Houghton Mifflin, 349 pp, $34.95, hardcover.

Jonathan Safran Foer is a victim of the sophomore jinx, and he's only got himself to blame for it.

Although he has a gift for evoking empathy in his readers (amply shown in his debut, Everything Is Illuminated), Extremely Loud & Incredibly Close fails because instead of just writing a story, he attempts two difficult things: writing in the voice of a child and playing with the structure of the novel.

Nine-year-old Oskar Schell's father was killed in the World Trade Center attacks; his body was never found. When Oskar finds a special key that belonged to his father, he embarks on a search for the lock it opens.

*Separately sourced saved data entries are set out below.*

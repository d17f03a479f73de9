//! Structured telemetry initialisation for service processes.

use std::fs::{File, OpenOptions};
use std::io::{self, IsTerminal};
use std::sync::Mutex;

use arbor_config::{Config, LogFormat};
use camino::{Utf8Path, Utf8PathBuf};
use once_cell::sync::OnceCell;
use tracing::{Subscriber, subscriber::SetGlobalDefaultError};
use tracing_subscriber::EnvFilter;
use tracing_subscriber::fmt;
use tracing_subscriber::fmt::writer::BoxMakeWriter;

static TELEMETRY_GUARD: OnceCell<()> = OnceCell::new();

/// Handle returned when telemetry has been initialised.
#[derive(Debug, Default, Clone, Copy)]
pub struct TelemetryHandle;

/// Where log records are written.
#[derive(Debug, Clone, PartialEq, Eq)]
pub enum TelemetryTarget {
    /// Standard error, coloured on terminals.
    Stderr,
    /// Appended to a log file.
    File(Utf8PathBuf),
}

/// Errors encountered while configuring telemetry.
#[derive(Debug, thiserror::Error)]
pub enum TelemetryError {
    /// Failed to parse the configured log filter expression.
    #[error("invalid log filter: {0}")]
    Filter(String),
    /// Failed to open the log file.
    #[error("failed to open log file '{path}': {source}")]
    LogFile {
        /// Log file path.
        path: Utf8PathBuf,
        /// Underlying IO error.
        #[source]
        source: io::Error,
    },
    /// Failed to install the tracing subscriber.
    #[error("failed to install telemetry subscriber: {0}")]
    Subscriber(SetGlobalDefaultError),
}

/// Configures the global tracing subscriber when invoked for the first time.
///
/// Repeated calls are idempotent: only the first invocation installs a
/// subscriber, later ones return a fresh [`TelemetryHandle`].
///
/// # Errors
///
/// Returns [`TelemetryError`] when the filter is invalid, the log file cannot
/// be opened, or another subscriber is already installed.
pub fn initialise(
    config: &Config,
    target: &TelemetryTarget,
) -> Result<TelemetryHandle, TelemetryError> {
    TELEMETRY_GUARD
        .get_or_try_init(|| install_subscriber(config, target))
        .map(|_| TelemetryHandle)
}

fn install_subscriber(config: &Config, target: &TelemetryTarget) -> Result<(), TelemetryError> {
    let filter = EnvFilter::try_new(config.log_filter())
        .map_err(|error| TelemetryError::Filter(error.to_string()))?;
    let (writer, ansi) = match target {
        TelemetryTarget::Stderr => (BoxMakeWriter::new(io::stderr), io::stderr().is_terminal()),
        TelemetryTarget::File(path) => (BoxMakeWriter::new(Mutex::new(open_log(path)?)), false),
    };

    let builder = fmt::Subscriber::builder()
        .with_env_filter(filter)
        .with_target(true)
        .with_level(true)
        .with_thread_ids(false)
        .with_thread_names(true)
        .with_writer(writer)
        .with_ansi(ansi)
        .with_timer(fmt::time::UtcTime::rfc_3339());

    let subscriber: Box<dyn Subscriber + Send + Sync> = match config.log_format() {
        LogFormat::Json => Box::new(builder.json().flatten_event(true).finish()),
        LogFormat::Compact => Box::new(builder.compact().finish()),
    };

    tracing::subscriber::set_global_default(subscriber).map_err(TelemetryError::Subscriber)
}

fn open_log(path: &Utf8Path) -> Result<File, TelemetryError> {
    OpenOptions::new()
        .create(true)
        .append(true)
        .open(path)
        .map_err(|source| TelemetryError::LogFile {
            path: path.to_owned(),
            source,
        })
}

In so doing, he maintains a closeness to his father that he is reluctant to relinquish. Oskar is angry, paranoid, and poised on the brink of an obsessive-compulsive disorder. He's filled with guilt and struggling with grief.

Which is what Extremely Loud & Incredibly Close is all about: grief. That and the survivor's search for lost loved ones. In confronting these themes, Foer bravely links the events of September 11, 2001, with two events near the end of World War II: the firebombing of Dresden, Germany, and the apocalypse at Hiroshima.

But Foer just can't carry off Oskar's voice. The child is just too self aware, too precocious, for belief. Despite this shortcoming, Foer gets us to feel for Oskar, to root for him, to hope he can deal with his grief, his sadness.

More troubling is Foer's struggle with structure. Extremely Loud & Incredibly Close alternates chapters between first-person Oskar, letters from a father to the son he never knew, and letters to Oskar from his grandmother. Not to mention pages of graphics and Oskar's photographs presumably meant to lend the novel verisimilitude. But novels aren't reality television, and the extraneous elements simply distract from what is, in truth, a touching, troubling story.

Foer should forget the tired postmodern cut-and-paste and let the story and characters do their job. He is a good enough writer to carry that off.